For the final performance evaluation, we considered the overall accuracy ($OA$) and the F-score, which can be derived from the confusion matrices and are defined as follows [40]:

• The overall accuracy ($OA$) represents the overall correctly classified pixels, with respect to the total number of classified pixels, considering all land cover classes, and is defined as:

  $$OA=\frac{TP+TN}{TP+TN+FP+FN}$$

  (4)
• The F-score, also called the $F1$-score, is an accuracy metric that ranges between 0 and 1 and is expressed as:

  $$F-\mathrm{score}=\frac{2\times TP}{2\times TP+FP+FN}$$

  (5)

The F-score is mainly used to evaluate binary classifications and is useful especially when dealing with imbalanced data sets. Moreover, in this work the F-score was evaluated for each single land cover class, separately. On the other hand, the $OA$ has the advantage of being easily interpretable but the disadvantage that it is not very robust when the data are unevenly distributed.

Moreover, we also validated our proposed approach by comparing the TanDEM-X mosaic over the Amazon rainforest, generated using acquisitions performed in 2016, and a forest/non-forest map derived from Sentinel-2 optical images acquired during the dry season between June and August 2016. For the derivation of the Sentinel-2 FNF map, we relied on the normalized difference vegetation index (NDVI) and the normalized difference moisture index (NDMI) [41]. Both indexes are good indicators of the presence of vegetation in Sentinel-2 images and are obtained from a combination of the Sentinel-2 spectral bands 4, 8 and 11 [42]. In order to properly derive a binary layer we applied thresholds of 0.7 and 0.25 on the NDVI and NDMI, respectively, where the threshold values were computed to optimally separate the distributions of forest and non-forest classes within the corresponding bimodal histograms, shown later on in Figure 10.

5. Results

5.1. Single-Scene Classification

After training the U-Net-like CNN over the Amazon rainforest as presented in Section 4.2, a further 976 TanDEM-X quicklook images with at least 10% forest content over the Amazon rainforest and representative for all the considered ranges of $h_{\mathrm{Amb}}$ values and incidence angles were considered for testing its performance. Clearly, the test data set was not used during the training phase.
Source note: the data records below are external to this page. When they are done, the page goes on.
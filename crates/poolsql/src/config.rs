//! Configuration shared with the rest of the pool service.
//!
//! Only the sections this crate reads are modelled: the locale key, the
//! logger, and the database client. Every field has a default, so an empty
//! file is a valid configuration.

use crate::error::{QueryError, QueryResult};
use serde::Deserialize;
use std::path::Path;
use tokio_postgres::config::{Host, SslMode};
use tracing::Level;

#[derive(Debug, Clone, Default, PartialEq, Deserialize)]
#[serde(default)]
pub struct Config {
    pub identifier: String,
    pub language: Language,
    pub logger: LoggerConfig,
    pub client: ClientConfig,
}

impl Config {
    pub fn from_toml_str(raw: &str) -> QueryResult<Self> {
        toml::from_str(raw).map_err(|e| QueryError::config(format!("failed to parse config: {e}")))
    }

    pub fn load(path: impl AsRef<Path>) -> QueryResult<Self> {
        let path = path.as_ref();
        let raw = std::fs::read_to_string(path).map_err(|e| {
            QueryError::config(format!("failed to read config file {}: {e}", path.display()))
        })?;
        Self::from_toml_str(&raw)
    }
}

/// Locale key for user-facing text. Statement building does not depend on it.
#[derive(Debug, Clone, Copy, Default, PartialEq, Eq, Deserialize)]
#[serde(rename_all = "snake_case")]
pub enum Language {
    #[default]
    English,
}

#[derive(Debug, Clone, Copy, Default, PartialEq, Eq, Deserialize)]
#[serde(rename_all = "snake_case")]
pub enum LogLevel {
    Error,
    Warning,
    #[default]
    Log,
    Debug,
}

#[derive(Debug, Clone, PartialEq, Deserialize)]
#[serde(default)]
pub struct LoggerConfig {
    pub log_colors: bool,
    pub log_level: LogLevel,
}

impl Default for LoggerConfig {
    fn default() -> Self {
        Self {
            log_colors: true,
            log_level: LogLevel::Log,
        }
    }
}

impl LoggerConfig {
    /// The `tracing` level statements are logged at.
    pub fn level(&self) -> Level {
        match self.log_level {
            LogLevel::Error => Level::ERROR,
            LogLevel::Warning => Level::WARN,
            LogLevel::Log => Level::INFO,
            LogLevel::Debug => Level::DEBUG,
        }
    }
}

#[derive(Debug, Clone, PartialEq, Deserialize)]
#[serde(default)]
pub struct ClientConfig {
    pub host: String,
    pub port: u16,
    pub username: String,
    pub password: String,
    pub database: String,
    pub tls: bool,
}

impl Default for ClientConfig {
    fn default() -> Self {
        Self {
            host: "127.0.0.1".to_string(),
            port: 5432,
            username: String::new(),
            password: String::new(),
            database: String::new(),
            tls: false,
        }
    }
}

impl ClientConfig {
    /// Read a `postgres://` URL or key/value connection string into a client
    /// section. Only TCP hosts are supported; a URL asking for TLS
    /// (`sslmode=require`) sets `tls`.
    pub fn from_database_url(database_url: &str) -> QueryResult<Self> {
        let pg: tokio_postgres::Config = database_url
            .parse()
            .map_err(|e: tokio_postgres::Error| QueryError::Connection(e.to_string()))?;

        let defaults = Self::default();
        let host = match pg.get_hosts().first() {
            None => defaults.host,
            Some(Host::Tcp(host)) => host.clone(),
            #[allow(unreachable_patterns)]
            Some(_) => {
                return Err(QueryError::Connection(
                    "only TCP database hosts are supported".to_string(),
                ));
            }
        };

        Ok(Self {
            host,
            port: pg.get_ports().first().copied().unwrap_or(defaults.port),
            username: pg.get_user().unwrap_or_default().to_string(),
            password: pg
                .get_password()
                .map(|p| String::from_utf8_lossy(p).into_owned())
                .unwrap_or_default(),
            database: pg.get_dbname().unwrap_or_default().to_string(),
            tls: pg.get_ssl_mode() == SslMode::Require,
        })
    }

    /// Connection settings for `tokio-postgres`. Empty credentials are left unset.
    pub fn to_pg_config(&self) -> tokio_postgres::Config {
        let mut pg = tokio_postgres::Config::new();
        pg.host(&self.host).port(self.port);
        if !self.username.is_empty() {
            pg.user(&self.username);
        }
        if !self.password.is_empty() {
            pg.password(&self.password);
        }
        if !self.database.is_empty() {
            pg.dbname(&self.database);
        }
        if self.tls {
            pg.ssl_mode(SslMode::Require);
        }
        pg
    }
}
Figure 6 shows two examples of single-scene classification by considering (top) $h_{\mathrm{Amb}}=32$ m and (bottom) $h_{\mathrm{Amb}}=99$ m. From left to right, each row depicts the Landsat reference map, together with the classification maps obtained by applying the baseline clustering approach (CL-FNF map) and the proposed deep-learning-based approach (CNN-FNF map), respectively. The detected forest is shown in green, the non-forested areas are depicted in white and the water is represented in cyan. The CNN-based approach is more robust to noise with respect to the baseline clustering and therefore able to correctly close gaps over forested areas as well as to better detect clear cuts. Additionally, topographic effects are also mitigated due to the utilization of the local incidence angle as an input feature. The improvement in the classification accuracy obtained through the CNN is clearly visible, in particular when considering high $h_{\mathrm{Amb}}$ values, which are typically characterized by limited volume decorrelation and, consequently, by higher classification uncertainty between forest and non-forest pixels. This is confirmed when considering the F-score, computed with respect to the Landsat reference image. Indeed, for the first image with $h_{\mathrm{Amb}}=32$ m, in the case of the CL-FNF map we obtained F-scores of 0.83 and 0.86 for the non-forest and forest classes, respectively, while, when considering the CNN-FNF map, the F-score achieved 0.96 for both classes (water surfaces were not present). Regarding the second image, characterized by $h_{\mathrm{Amb}}=99$ m, the F-scores of the CL-FNF map reached 0.5, 0.85 and 0.81 for the non-forest, forest and water classes, respectively, while the F-scores of the CNN-FNF map increased by more than 10% for all three classes, achieving 0.88, 0.98 and 0.92, respectively.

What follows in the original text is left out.